I’ll get the SLES version to you when I can[/QUOTE]
IIRC subdirectories are created as required - i.e., if none of your file systems has a label, then no “/dev/disk/by-label” is created :wink:

Which one to use… well, as always, it depends:

  • for mounting file systems, I mostly use the “by-label” entries, but that turns tricky when you have to deal with external media (or other dynamically attached media), which may carry file systems with the same label as an existing one.

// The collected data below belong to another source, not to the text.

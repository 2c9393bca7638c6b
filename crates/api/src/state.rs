//! Shared request state: the catalog store, profile config, and audit sink.

use std::sync::{Arc, RwLock};

use shoplite_audit::AuditLog;
use shoplite_catalog::{Catalog, ProfileBook};

/// Process-wide holder of the active catalog.
///
/// The catalog itself is an immutable snapshot behind an `Arc`; an upload
/// swaps the pointer in one step, so concurrent readers see either the old
/// or the fully-new catalog, never a mix. Readers that already took a
/// snapshot keep it until they drop it.
#[derive(Debug)]
pub struct CatalogStore {
    active: RwLock<Arc<Catalog>>,
}

impl CatalogStore {
    pub fn new(initial: Catalog) -> Self {
        Self {
            active: RwLock::new(Arc::new(initial)),
        }
    }

    /// Snapshot of the currently active catalog.
    pub fn snapshot(&self) -> Arc<Catalog> {
        self.active
            .read()
            .unwrap_or_else(|poisoned| poisoned.into_inner())
            .clone()
    }

    /// Atomically replace the active catalog with a fully-ingested one.
    pub fn replace(&self, next: Catalog) {
        let mut guard = self
            .active
            .write()
            .unwrap_or_else(|poisoned| poisoned.into_inner());
        *guard = Arc::new(next);
    }
}

/// Everything the handlers need, layered into the router as an `Extension`.
#[derive(Debug)]
pub struct AppState {
    pub store: CatalogStore,
    pub profiles: ProfileBook,
    pub audit: AuditLog,
}
use std::sync::Arc;

use axum::{
    Json, Router, extract::Extension, http::StatusCode, response::IntoResponse, routing::post,
};

use shoplite_audit::ActionKind;
use shoplite_catalog::ingest;

use crate::app::errors;
use crate::state::AppState;

pub fn router() -> Router {
    Router::new().route("/", post(upload_catalog))
}

/// Replace the active catalog with the uploaded CSV text.
///
/// The store pointer is swapped only after a fully successful parse; any
/// ingestion failure leaves the previous catalog active.
pub async fn upload_catalog(
    Extension(state): Extension<Arc<AppState>>,
    body: String,
) -> axum::response::Response {
    match ingest(&body) {
        Ok(catalog) => {
            let count = catalog.len();
            state.store.replace(catalog);
            state.audit.record(
                ActionKind::CatalogUploaded,
                None,
                None,
                Some(&format!("{count} products")),
            );
            (StatusCode::CREATED, Json(serde_json::json!({ "count": count }))).into_response()
        }
        Err(err) => {
            state
                .audit
                .record(ActionKind::UploadRejected, None, None, Some(&err.to_string()));
            errors::ingest_error_to_response(&err)
        }
    }
}
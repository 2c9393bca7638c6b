use axum::{Router, routing::get};

pub mod catalog;
pub mod events;
pub mod products;
pub mod system;

/// Router for all storefront endpoints.
pub fn router() -> Router {
    Router::new()
        .route("/profiles", get(system::profiles))
        .nest("/products", products::router())
        .nest("/catalog", catalog::router())
        .nest("/events", events::router())
}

  • dm-uuid is a good choice, unless you constantly change your file systems (I happened to reformat certain file systems quite often on a development server - by-uuid then is no good option :smiley: ) and it’s hard to memorize

  • If you want to relate to exact hardware for some reason (see previous sentence), use some matching “by-id” entry (and it seems that some controllers change that info unexpectedly, like your RAID card).

  • not every device leads to an entry in every section - no label, no by-label entry. Hardware devices don’t get by-id/dm-uuid* entries and so on

So you pick what describes the wanted device best and changes the least :wink:

Regards,
Jens

PS: Since you referenced scsi-*, that ID seems to have changed. That implies that the RAID controller changed the SCSI information for the RAID set after adding the new disk, strange indeed.

ups, seems I mixed dm-uuid and disk/by-uuid in my response… my comment concerns the latter (disk/by-uuid may change when creating a new file system, I haven’t used disk/by-id/dm-uuid yet so would have to test).

Sorry for the confusion.

I didn’t set up the server, but I would have expected the system to be setup to use the logical drive ID from the hardware RAID configuration. Is this what the root=/dev/disk/by-id/scsi-3600605b002393460ff00005b058e24d8-part5 id is ?

Hi Cragdoo,

that seems to be a reference to partition 5 of a scsi device identified by the value determined by “scsi_id” (from the man page: “queries a SCSI device via the SCSI INQUIRY vital product data (VPD) page 0x80 or 0x83 and uses the resulting data to generate a value that is unique across all SCSI devices that properly support page 0x80 or page 0x83.”).

It is rather surprising that this value changed after a RAID recovery, but probably nothing you could do anything about (controller-specific behavior). If it bothers you and you have no dynamically attached devices, you might consider to change this to some “by-label” reference, after you gave your file systems appropriate labels.